Angry mom will angry all the time.
Finally she gave me a two weeks notice to terminate lesson because she can no longer drive to my studio and she wants a teacher who can go to her house. My policy said one month notice and I decide not to argue with her this time and just let go because I have enough of her.
The rest of the post is just rant, you no need to read if you do not want to.

Example one:
1. She always choose the time that she want and regreted later. For recital, I have two times, which is 2pm and 4pm on the same day. All parents are required to sign up their desire time two months before the recital. I need to make both 2pm and 4pm balance and watching out for the head count because this time my recital hall can only sit for 60 people. She is bringing 8 guests and sign up very early for 4pm and suddenly one week before, she say she needs 2pm. I go through pain to ask other students to move to 4pm for her because I know she will be very angry if I cannot do this for her.

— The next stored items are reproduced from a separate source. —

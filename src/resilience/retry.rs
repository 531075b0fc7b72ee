//! Backoff policy for transient backend failures.
//!
//! [`with_retry`] is the innermost layer of
//! [`ResilientInvoker`](super::ResilientInvoker). The circuit breaker sees
//! one outcome per retry sequence, however many attempts it took.

use std::future::Future;
use std::time::Duration;

use tracing::warn;

use crate::telemetry;
use crate::Result;

/// How often, and how patiently, a backend call is re-attempted.
///
/// Delays double from `initial_delay` up to `max_delay`:
///
/// ```rust
/// # use huginn::RetryConfig;
/// # use std::time::Duration;
/// let config = RetryConfig::new()
///     .max_attempts(5)
///     .initial_delay(Duration::from_millis(200));
/// ```
#[derive(Debug, Clone)]
pub struct RetryConfig {
    /// Total calls per sequence, first one included. Default: 3.
    pub max_attempts: u32,
    /// Pause after the first failure. Default: 500ms.
    pub initial_delay: Duration,
    /// Upper bound for any single pause. Default: 30s.
    pub max_delay: Duration,
}

impl Default for RetryConfig {
    fn default() -> Self {
        Self {
            max_attempts: 3,
            initial_delay: Duration::from_millis(500),
            max_delay: Duration::from_secs(30),
        }
    }
}

impl RetryConfig {
    pub fn new() -> Self {
        Self::default()
    }

    /// One attempt, no pauses.
    pub fn disabled() -> Self {
        Self::default().max_attempts(1)
    }

    pub fn max_attempts(mut self, n: u32) -> Self {
        self.max_attempts = n;
        self
    }

    pub fn initial_delay(mut self, delay: Duration) -> Self {
        self.initial_delay = delay;
        self
    }

    pub fn max_delay(mut self, delay: Duration) -> Self {
        self.max_delay = delay;
        self
    }

    /// Pause after failed attempt `attempt` (0 = the first call).
    pub fn delay_for_attempt(&self, attempt: u32) -> Duration {
        let factor = 2u32.saturating_pow(attempt);
        self.initial_delay.saturating_mul(factor).min(self.max_delay)
    }

    /// Like [`delay_for_attempt`](Self::delay_for_attempt), but a backend
    /// `Retry-After` hint replaces the backoff. Both are bounded by `max_delay`.
    pub fn effective_delay(&self, attempt: u32, retry_after: Option<Duration>) -> Duration {
        match retry_after {
            Some(hint) => hint.min(self.max_delay),
            None => self.delay_for_attempt(attempt),
        }
    }
}

/// Call `f` until it succeeds, fails permanently, or runs out of attempts.
///
/// Only errors with [`HuginnError::is_transient`](crate::HuginnError::is_transient) are re-attempted. The
/// error of the final attempt is returned. `max_attempts = 0` behaves like 1.
pub async fn with_retry<F, Fut, T>(config: &RetryConfig, domain: &str, f: F) -> Result<T>
where
    F: Fn() -> Fut,
    Fut: Future<Output = Result<T>>,
{
    let attempts = config.max_attempts.max(1);
    let mut attempt = 0;
    loop {
        let err = match f().await {
            Ok(value) => return Ok(value),
            Err(e) => e,
        };
        attempt += 1;
        if !err.is_transient() || attempt >= attempts {
            return Err(err);
        }

        let delay = config.effective_delay(attempt - 1, err.retry_after());
        metrics::counter!(telemetry::RETRIES_TOTAL, "domain" => domain.to_owned()).increment(1);
        warn!(
            domain,
            attempt,
            max_attempts = attempts,
            delay_ms = delay.as_millis() as u64,
            error = %err,
            "transient backend error, backing off"
        );
        tokio::time::sleep(delay).await;
    }
}

#[cfg(test)]
mod tests {
    use super::*;

    #[test]
    fn delay_doubles_until_cap() {
        let config = RetryConfig::new()
            .initial_delay(Duration::from_millis(100))
            .max_delay(Duration::from_millis(350));
        assert_eq!(config.delay_for_attempt(0), Duration::from_millis(100));
        assert_eq!(config.delay_for_attempt(1), Duration::from_millis(200));
        assert_eq!(config.delay_for_attempt(2), Duration::from_millis(350));
        assert_eq!(config.delay_for_attempt(30), Duration::from_millis(350));
    }

    #[test]
    fn retry_after_hint_takes_precedence() {
        let config = RetryConfig::new();
        assert_eq!(
            config.effective_delay(0, Some(Duration::from_secs(2))),
            Duration::from_secs(2)
        );
        assert_eq!(
            config.effective_delay(0, Some(Duration::from_secs(300))),
            config.max_delay
        );
    }

    #[test]
    fn disabled_means_single_attempt() {
        assert_eq!(RetryConfig::disabled().max_attempts, 1);
    }
}
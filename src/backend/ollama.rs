//! Ollama client for text completion.
//!
//! Talks to the non-streaming generate endpoint of a local or remote Ollama
//! server. See: <https://github.com/ollama/ollama/blob/main/docs/api.md>

use std::time::Duration;

use async_trait::async_trait;
use reqwest::Client;
use serde::{Deserialize, Serialize};
use tracing::debug;

use super::traits::TextCompletion;
use crate::types::CompletionOptions;
use crate::{HuginnError, Result};

/// Default base URL for a local Ollama server
pub const DEFAULT_BASE_URL: &str = "http://localhost:11434";

/// Model used when neither the request nor the configuration names one.
pub const DEFAULT_MODEL: &str = "llama3.2:1b";

/// Client for the Ollama generate API.
#[derive(Clone)]
pub struct OllamaClient {
    http: Client,
    base_url: String,
    model: String,
}

impl OllamaClient {
    /// Create a client for the default local server and model.
    pub fn new() -> Result<Self> {
        Self::with_base_url(DEFAULT_BASE_URL, DEFAULT_MODEL, Duration::from_secs(120))
    }

    /// Create a client with a custom base URL (also used for testing with wiremock).
    pub fn with_base_url(
        base_url: impl Into<String>,
        model: impl Into<String>,
        timeout: Duration,
    ) -> Result<Self> {
        let http = Client::builder()
            .timeout(timeout)
            .user_agent(crate::version::user_agent())
            .build()
            .map_err(|e| {
                HuginnError::Configuration(format!("failed to build HTTP client: {e}"))
            })?;

        Ok(Self {
            http,
            base_url: base_url.into().trim_end_matches('/').to_string(),
            model: model.into(),
        })
    }

    /// Model used when the caller does not override it.
    pub fn default_model(&self) -> &str {
        &self.model
    }

    async fn generate(&self, prompt: &str, options: &CompletionOptions) -> Result<String> {
        let url = format!("{}/api/generate", self.base_url);
        let model = options.model.as_deref().unwrap_or(&self.model);

        let body = GenerateRequest {
            model,
            prompt,
            stream: false,
            options: ModelOptions {
                temperature: options.temperature,
                num_predict: options.max_tokens,
            },
        };

        debug!(model, prompt_len = prompt.len(), "ollama generate");

        let response = self.http.post(&url).json(&body).send().await?;

        Self::handle_response_errors(&response, model)?;

        let parsed: GenerateResponse = response.json().await?;
        if parsed.response.trim().is_empty() {
            return Err(HuginnError::EmptyResponse);
        }
        Ok(parsed.response)
    }

    fn handle_response_errors(response: &reqwest::Response, model: &str) -> Result<()> {
        let status = response.status();

        if status.is_success() {
            return Ok(());
        }

        match status.as_u16() {
            404 => Err(HuginnError::ModelNotFound(model.to_string())),
            429 => {
                let retry_after = response
                    .headers()
                    .get("retry-after")
                    .and_then(|v| v.to_str().ok())
                    .and_then(|s| s.parse::<u64>().ok())
                    .map(Duration::from_secs);
                Err(HuginnError::RateLimited { retry_after })
            }
            code => Err(HuginnError::Api {
                status: code,
                message: format!("Ollama API error: {status}"),
            }),
        }
    }
}

#[async_trait]
impl TextCompletion for OllamaClient {
    fn name(&self) -> &str {
        "ollama"
    }

    async fn complete(&self, prompt: &str) -> Result<String> {
        self.generate(prompt, &CompletionOptions::default()).await
    }

    async fn complete_with_options(
        &self,
        prompt: &str,
        options: &CompletionOptions,
    ) -> Result<String> {
        self.generate(prompt, options).await
    }
}

#[derive(Serialize)]
struct GenerateRequest<'a> {
    model: &'a str,
    prompt: &'a str,
    stream: bool,
    options: ModelOptions,
}

#[derive(Serialize)]
struct ModelOptions {
    #[serde(skip_serializing_if = "Option::is_none")]
    temperature: Option<f32>,
    #[serde(skip_serializing_if = "Option::is_none")]
    num_predict: Option<u32>,
}

#[derive(Deserialize)]
struct GenerateResponse {
    #[serde(default)]
    response: String,
}
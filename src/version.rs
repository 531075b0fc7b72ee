//! Version information.

/// Package version from Cargo.toml.
pub const PKG_VERSION: &str = env!("CARGO_PKG_VERSION");

/// `User-Agent` sent to HTTP backends: `huginn/{version}`.
pub fn user_agent() -> String {
    format!("{}/{PKG_VERSION}", env!("CARGO_PKG_NAME"))
}

#[cfg(test)]
mod tests {
    use super::*;

    #[test]
    fn user_agent_contains_pkg_version() {
        let agent = user_agent();
        assert!(agent.starts_with("huginn/"));
        assert!(agent.ends_with(PKG_VERSION));
    }
}
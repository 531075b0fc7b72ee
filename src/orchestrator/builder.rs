//! Builder for configuring orchestrator instances

use std::sync::Arc;
use std::time::Duration;

use tokio::runtime::Handle;

use super::Orchestrator;
use crate::backend::{DEFAULT_MODEL, OllamaClient, TextCompletion};
use crate::cache::{CacheConfig, EvictionTask, ResponseCache};
use crate::config::Config;
use crate::gateway::{AsyncGateway, DEFAULT_TIMEOUT};
use crate::limiter::{RateLimitConfig, RateLimiter};
use crate::resilience::{CircuitBreakerConfig, ResilientInvoker, RetryConfig};
use crate::types::Domain;
use crate::{HuginnError, Result};

/// Main entry point for creating orchestrator instances.
pub struct Huginn;

impl Huginn {
    /// Create a new builder for configuring the orchestrator.
    pub fn builder() -> HuginnBuilder {
        HuginnBuilder::new()
    }
}

/// Builder for configuring orchestrator instances.
pub struct HuginnBuilder {
    backend: Option<Arc<dyn TextCompletion>>,
    ollama_url: Option<String>,
    backend_timeout: Duration,
    default_model: Option<String>,
    rate_limit: RateLimitConfig,
    cache: CacheConfig,
    scheduled_eviction: bool,
    retry: RetryConfig,
    circuit_breaker: CircuitBreakerConfig,
    async_timeout: Duration,
    async_runtime: Option<Handle>,
}

impl Default for HuginnBuilder {
    fn default() -> Self {
        Self::new()
    }
}

impl HuginnBuilder {
    pub fn new() -> Self {
        Self {
            backend: None,
            ollama_url: None,
            backend_timeout: Duration::from_secs(120),
            default_model: None,
            rate_limit: RateLimitConfig::default(),
            cache: CacheConfig::default(),
            scheduled_eviction: true,
            retry: RetryConfig::default(),
            circuit_breaker: CircuitBreakerConfig::default(),
            async_timeout: DEFAULT_TIMEOUT,
            async_runtime: None,
        }
    }

    /// Apply every setting from a loaded [`Config`], including an Ollama
    /// backend at `backend.base_url`.
    pub fn from_config(self, config: &Config) -> Self {
        self.ollama(&config.backend.base_url)
            .backend_timeout(config.backend_timeout())
            .default_model(&config.backend.model)
            .rate_limit(config.rate_limit_config())
            .cache(config.cache_config())
            .scheduled_eviction(config.cache.scheduled_eviction)
            .retry(config.retry_config())
            .circuit_breaker(config.circuit_breaker_config())
            .async_timeout(config.gateway_timeout())
    }

    /// Use a custom text-completion backend. Takes precedence over
    /// [`ollama`](Self::ollama).
    pub fn backend(mut self, backend: Arc<dyn TextCompletion>) -> Self {
        self.backend = Some(backend);
        self
    }

    /// Use an Ollama server at `url`.
    pub fn ollama(mut self, url: impl Into<String>) -> Self {
        self.ollama_url = Some(url.into());
        self
    }

    /// HTTP timeout for the Ollama backend.
    pub fn backend_timeout(mut self, timeout: Duration) -> Self {
        self.backend_timeout = timeout;
        self
    }

    /// Model for chat-with-options requests that do not name one.
    pub fn default_model(mut self, model: impl Into<String>) -> Self {
        self.default_model = Some(model.into());
        self
    }

    pub fn rate_limit(mut self, config: RateLimitConfig) -> Self {
        self.rate_limit = config;
        self
    }

    pub fn cache(mut self, config: CacheConfig) -> Self {
        self.cache = config;
        self
    }

    /// Enable or disable the periodic full cache flush (default: enabled).
    ///
    /// When enabled, [`build`](Self::build) must run inside a tokio runtime.
    pub fn scheduled_eviction(mut self, enabled: bool) -> Self {
        self.scheduled_eviction = enabled;
        self
    }

    /// Retry policy, shared by every domain.
    pub fn retry(mut self, config: RetryConfig) -> Self {
        self.retry = config;
        self
    }

    /// Circuit breaker settings; each domain gets its own breaker.
    pub fn circuit_breaker(mut self, config: CircuitBreakerConfig) -> Self {
        self.circuit_breaker = config;
        self
    }

    /// Deadline for the `*_async` entry points (default: 60s).
    pub fn async_timeout(mut self, timeout: Duration) -> Self {
        self.async_timeout = timeout;
        self
    }

    /// Run async submissions on a dedicated runtime instead of the caller's.
    pub fn async_runtime(mut self, runtime: Handle) -> Self {
        self.async_runtime = Some(runtime);
        self
    }

    /// Build the orchestrator.
    pub fn build(self) -> Result<Orchestrator> {
        let default_model = self
            .default_model
            .unwrap_or_else(|| DEFAULT_MODEL.to_string());

        let backend: Arc<dyn TextCompletion> = match (self.backend, self.ollama_url) {
            (Some(backend), _) => backend,
            (None, Some(url)) => Arc::new(OllamaClient::with_base_url(
                url,
                default_model.clone(),
                self.backend_timeout,
            )?),
            (None, None) => return Err(HuginnError::NoBackend),
        };

        let cache = Arc::new(ResponseCache::new());

        let eviction = if self.scheduled_eviction {
            if self.cache.flush_interval.is_zero() {
                return Err(HuginnError::Configuration(
                    "cache flush interval must be non-zero".to_string(),
                ));
            }
            let runtime = Handle::try_current().map_err(|e| {
                HuginnError::Configuration(format!(
                    "scheduled eviction requires a tokio runtime: {e}"
                ))
            })?;
            Some(EvictionTask::spawn_on(
                &runtime,
                Arc::clone(&cache),
                self.cache.flush_interval,
            ))
        } else {
            None
        };

        let invoker =
            |domain| ResilientInvoker::new(domain, self.retry.clone(), self.circuit_breaker.clone());

        let gateway = match self.async_runtime {
            Some(runtime) => AsyncGateway::with_runtime(self.async_timeout, runtime),
            None => AsyncGateway::new(self.async_timeout),
        };

        Ok(Orchestrator {
            backend,
            limiter: RateLimiter::new(self.rate_limit),
            cache,
            chat: invoker(Domain::Chat),
            recipe: invoker(Domain::Recipe),
            travel: invoker(Domain::Travel),
            gateway,
            default_model,
            eviction,
        })
    }
}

2. Every other month I have "Piano Party" which I gather students of same level and have them play for each other. I have her daughter in a particular time that group with other students of her same level. She always have reasons that she cannot make it to the time that I have for her and wanted to choose her own time. I have 35 students, no one ask to change piano party time except her.

3. If you are familiar with MTAC CM test, you know that students were told the dates of the test 6 months before the test. Only about 2 weeks before the test, teacher will be informed with the details such as time and location. I told her the dates of the test 6 months before and tell her just keep the whole day open because we do not know the time until two weeks before the test. Now she is not happy with the time and she is not happy with the fact that this is how MTAC CM test work. She said that the system is broken! I am speechless. I told her that well, she can choose to go to her family gathering or the test, is up to her but the registration fee is not refundable whatsoever. In the phone call, she said that she will not go to the test because MTAC is ridiculus. Later, she text me and say: "Sophia will be going to the test. I had to cancel my plans which I am not happy about it. I know it is not your fault"

OK well, thank you for listening, I have happy that she will have two more lesson then switch teacher.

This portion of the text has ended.